Making good time with belief, learning

THE one thing farmers can’t produce is time.

Barham’s Lauren Mathers often wakes up and wonders where the past seven years have gone.

She has husband Lachlan and their children Lucy, 13, Frida, 11, and George, 7.

He works on and off the farm. They also help Lauren run the free-range Bundarra Berkshires, which has more recently been expanded to include meat chickens (mostly sommerlads and Australian bresse), eggs and now a small boutique beef business focused on jersey and friesian crosses (especially with wagyu) to produce an extra-aged product with extraordinary marbling and taste.

In her spare time – for those seven blurred years – Lauren has also been one of the driving forces behind the Murray Plains Meat Co-operative and its long-awaited, and still waiting, Barham micro-abattoir.

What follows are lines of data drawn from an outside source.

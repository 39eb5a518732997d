//! # Compile-time bus configuration.
//!
//! [`BusTraits`] describes one kind of bus: the handler interface, how
//! addresses are identified and laid out, and which storage each address
//! uses. Everything here is resolved at compile time; a `Bus<T>` for a given
//! `T` has no runtime policy branching.
//!
//! ## Example
//! ```
//! use std::cmp::Ordering;
//! use handlerbus::{AddressPolicy, BusTraits, Multiple};
//!
//! trait AssetEvents {
//!     fn on_loaded(&self, path: &str);
//! }
//!
//! struct AssetBus;
//!
//! impl BusTraits for AssetBus {
//!     type Handler = dyn AssetEvents;
//!     type BusId = u64;
//!     type Storage = Multiple<dyn AssetEvents>;
//!     const ADDRESS_POLICY: AddressPolicy = AddressPolicy::ByIdAndOrdered;
//!
//!     fn bus_id_order(left: &u64, right: &u64) -> Ordering {
//!         left.cmp(right)
//!     }
//! }
//! ```

use std::cmp::Ordering;
use std::fmt;
use std::hash::Hash;

use crate::containers::{HandlerContainer, HandlerStorage};
use crate::policies::{AddressPolicy, HandlerPolicy};

/// Static description of a bus.
pub trait BusTraits: Sized + 'static {
    /// Handler interface, usually a trait object (`dyn MyEvents`).
    type Handler: ?Sized + 'static;

    /// Address identity. Use `()` with [`AddressPolicy::Single`].
    type BusId: Clone + Eq + Hash + fmt::Debug + 'static;

    /// Storage of each address; selects the [`HandlerPolicy`].
    type Storage: HandlerStorage<Self::Handler> + 'static;

    /// Layout of addresses.
    const ADDRESS_POLICY: AddressPolicy = AddressPolicy::Single;

    /// Order of addresses in broadcasts when the address policy is
    /// [`AddressPolicy::ByIdAndOrdered`]. `Less` is visited first.
    fn bus_id_order(left: &Self::BusId, right: &Self::BusId) -> Ordering {
        let _ = (left, right);
        Ordering::Equal
    }

    /// Handler policy implied by [`Storage`](Self::Storage).
    fn handler_policy() -> HandlerPolicy {
        <Self::Storage as HandlerStorage<Self::Handler>>::POLICY
    }
}

/// Container type used for every address of bus `T`.
pub type BusContainer<T> =
    HandlerContainer<<T as BusTraits>::BusId, <T as BusTraits>::Handler, <T as BusTraits>::Storage>;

As if that isn’t enough to fill your day, Lauren to her great surprise recently found herself a finalist in The Shine Awards – in the Belief category.

She didn’t win, she has no idea who nominated her, and didn’t know a thing about any of it until she got the call advising her she had made the cut for the finals.

“No one has confessed to me they were behind the nomination,” Lauren laughs.

“The award was focused on the micro-abattoir, and that has been the work of every member of the co-op, not just me, or any one of us.

“So I actually felt a bit of a phony getting my name in the awards.

“Getting the abattoir to its current point has been a long road, seven years of slog, and while the actual build is now finished, the hard work still isn’t.

“We have to go through a series of audits and tests.

“We have passed the online, or desktop one, about how, why and what we plan to do, but we still have to deal with the NSW Department of Primary Industries, which will want to follow us through a full-blown processing trial to check if there are any issues. Then it is more approvals from Murray River Council.”

Lauren is under no illusions. The abattoir seems so close, but she says these final hurdles are very high ones to jump and “it is a real challenge for everyone to see what we have”.

She says in the perfect world it will all be fine and sail through, but it could also get a conditional or probationary approval, to open with some points to be finalised within, for example, the first three months.

Or it might all be rejected and they will face as much as another 12 months to again get the paperwork ready for sign-off.

With abattoirs that offered a variety of processing facilities shutting down, or stopping custom kills, one after the other, the group of western Riverina farmers decided to bite the bullet and build their own.

Not least because for some producers, such as Lauren, processing means two trips a week – at a whopping 1300km – every week.

It was simply demanding so much of her time and, in particular, her family time.

“Maybe we were all a bit naive, and a lot ambitious, even desperate, for a solution to our processing problems,” Lauren recalls.

“I’m not sure we realised how long and onerous a process it would be.

“Just dealing with the reactions of neighbours and the wider community was a big ask.

“It called for a lot of communication and transparency to try and remove the stigma which comes with the word ‘abattoir’.”

When operational, the micro-abattoir will process cattle, buffalo, lambs, goats, pigs, chickens, ducks and turkeys, capped at 720 tonnes a year.

“It is all about producing high-quality carcasses and high-quality meat,” Lauren says.

“There is a real need for it and we’ve had an amazing interest from people who can’t get their carcasses processed and are struggling with the price of freight.

“It is pretty exciting for anyone who has a business like ours or anyone who wants to start one.”

The project has been funded by $2.5 million in farmer investment and government funding, with members from Deniliquin to Wakool, and Boundary Bend to Echuca.

There have been reports the abattoir might be open as soon as April but Lauren dismisses those, saying this final stage is a lot more complicated and time-demanding and the opening is dependent on the upcoming processing audit.

“The whole thing has been an incredible learning experience, doing things we might never have done, from consulting with engineers and other industry experts – it has been fantastic in that way and we have learnt so much about so much,” she says.

“Would I do it again? I don’t think I would for myself, but with what we have all been through and what we have learnt, I really would look at steering a similar project for another producer group.

“I love projects (and it helps to have a dash of OCD and ADHD), love being part of a producer group such as ours, and it is all something of which we can all be proud.”

The Mathers have paid a personal price for their commitment to the group project.

Their primary business, Bundarra Berkshires, has been more on the backburner than they would have expected for the seven years.

Lauren says their approach has been cautious as they simply haven’t had the time to push it as hard as they otherwise might have.

“I have missed a lot of things, family things, with the business, the abattoir, markets, meetings, negotiations and planning,” Lauren says.

“The kids do just about everything with us, but it has still been hard, things have still been missed.

“It’s hard on them as well as us, but we also believe it has given them an insight into real life values, as well as a work ethic, and that would be a good result too.”